■ Provided information
********************

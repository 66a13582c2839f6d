//! Account endpoints.

use std::sync::Arc;

use axum::Json;
use axum::extract::State;
use axum::http::StatusCode;
use domain::{Registration, UserView};
use store::Store;

use crate::error::ApiError;
use crate::extract::{ApiJson, Auth};
use crate::state::AppState;

/// POST /api/users: open registration, always as a client.
#[tracing::instrument(skip(state, registration))]
pub async fn register<S: Store + Clone + 'static>(
    State(state): State<Arc<AppState<S>>>,
    ApiJson(registration): ApiJson<Registration>,
) -> Result<(StatusCode, Json<UserView>), ApiError> {
    if registration.email.trim().is_empty() {
        return Err(ApiError::BadRequest("Email is required".to_string()));
    }
    let user = state.users.register(registration).await?;
    Ok((StatusCode::CREATED, Json(user)))
}

#[tracing::instrument(skip(state))]
pub async fn me<S: Store + Clone + 'static>(
    State(state): State<Arc<AppState<S>>>,
    Auth(caller): Auth,
) -> Result<Json<UserView>, ApiError> {
    Ok(Json(state.users.get(caller.user_id).await?))
}
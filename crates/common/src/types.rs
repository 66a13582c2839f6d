use serde::{Deserialize, Serialize};
use uuid::Uuid;

/// Declares a newtype over the `BIGSERIAL` primary key of a table.
///
/// Keeping one type per table stops a cart item id from being passed
/// where a product id is expected.
macro_rules! row_id {
    ($(#[$meta:meta])* $name:ident) => {
        $(#[$meta])*
        #[derive(Debug, Clone, Copy, PartialEq, Eq, PartialOrd, Ord, Hash, Serialize, Deserialize)]
        #[serde(transparent)]
        pub struct $name(i64);

        impl $name {
            /// Wraps a raw database id.
            pub const fn new(id: i64) -> Self {
                Self(id)
            }

            /// Returns the raw database id.
            pub const fn as_i64(&self) -> i64 {
                self.0
            }
        }

        impl std::fmt::Display for $name {
            fn fmt(&self, f: &mut std::fmt::Formatter<'_>) -> std::fmt::Result {
                write!(f, "{}", self.0)
            }
        }

        impl From<i64> for $name {
            fn from(id: i64) -> Self {
                Self(id)
            }
        }

        impl From<$name> for i64 {
            fn from(id: $name) -> Self {
                id.0
            }
        }
    };
}

row_id!(
    /// Identifier of a registered user.
    UserId
);
row_id!(
    /// Identifier of a catalog product.
    ProductId
);
row_id!(
    /// Identifier of a product category.
    CategoryId
);
row_id!(
    /// Identifier of a product brand.
    BrandId
);
row_id!(
    /// Identifier of a user's cart.
    CartId
);
row_id!(
    /// Identifier of a single cart line.
    CartItemId
);
row_id!(
    /// Internal sequential identifier of an order. Never exposed as a share token.
    OrderId
);
row_id!(
    /// Identifier of an order line.
    OrderItemId
);
row_id!(
    /// Identifier of a product review.
    ReviewId
);
row_id!(
    /// Identifier of a user's wishlist.
    WishlistId
);
row_id!(
    /// Identifier of a wishlist entry.
    WishlistItemId
);

/// Opaque public identifier of an order.
///
/// Random and unguessable; it is the only order identifier meant to be
/// shared outside the owning account.
#[derive(Debug, Clone, Copy, PartialEq, Eq, Hash, Serialize, Deserialize)]
#[serde(transparent)]
pub struct OrderUuid(Uuid);

impl OrderUuid {
    /// Creates a new random order uuid.
    pub fn new() -> Self {
        Self(Uuid::new_v4())
    }

    /// Creates an order uuid from an existing UUID.
    pub fn from_uuid(uuid: Uuid) -> Self {
        Self(uuid)
    }

    /// Returns the underlying UUID.
    pub fn as_uuid(&self) -> Uuid {
        self.0
    }
}

impl Default for OrderUuid {
    fn default() -> Self {
        Self::new()
    }
}

impl std::fmt::Display for OrderUuid {
    fn fmt(&self, f: &mut std::fmt::Formatter<'_>) -> std::fmt::Result {
        write!(f, "{}", self.0)
    }
}

impl From<Uuid> for OrderUuid {
    fn from(uuid: Uuid) -> Self {
        Self(uuid)
    }
}

impl From<OrderUuid> for Uuid {
    fn from(id: OrderUuid) -> Self {
        id.0
    }
}

#[cfg(test)]
mod tests {
    use super::*;

    #[test]
    fn order_uuid_new_creates_unique_ids() {
        let id1 = OrderUuid::new();
        let id2 = OrderUuid::new();
        assert_ne!(id1, id2);
    }

    #[test]
    fn order_uuid_from_uuid_preserves_value() {
        let uuid = Uuid::new_v4();
        let id = OrderUuid::from_uuid(uuid);
        assert_eq!(id.as_uuid(), uuid);
    }

    #[test]
    fn row_ids_serialize_as_bare_numbers() {
        let id = ProductId::new(42);
        assert_eq!(serde_json::to_string(&id).unwrap(), "42");

        let parsed: CartItemId = serde_json::from_str("7").unwrap();
        assert_eq!(parsed.as_i64(), 7);
    }

    #[test]
    fn row_id_display_matches_raw_value() {
        assert_eq!(OrderId::new(1001).to_string(), "1001");
        assert_eq!(i64::from(UserId::new(9)), 9);
    }
}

********************

■ Exercise instructions
Look through the entries above and list every line containing "Formatter".

■ Result below
            fn fmt(&self, f: &mut std::fmt::Formatter<'_>) -> std::fmt::Result {
    fn fmt(&self, f: &mut std::fmt::Formatter<'_>) -> std::fmt::Result {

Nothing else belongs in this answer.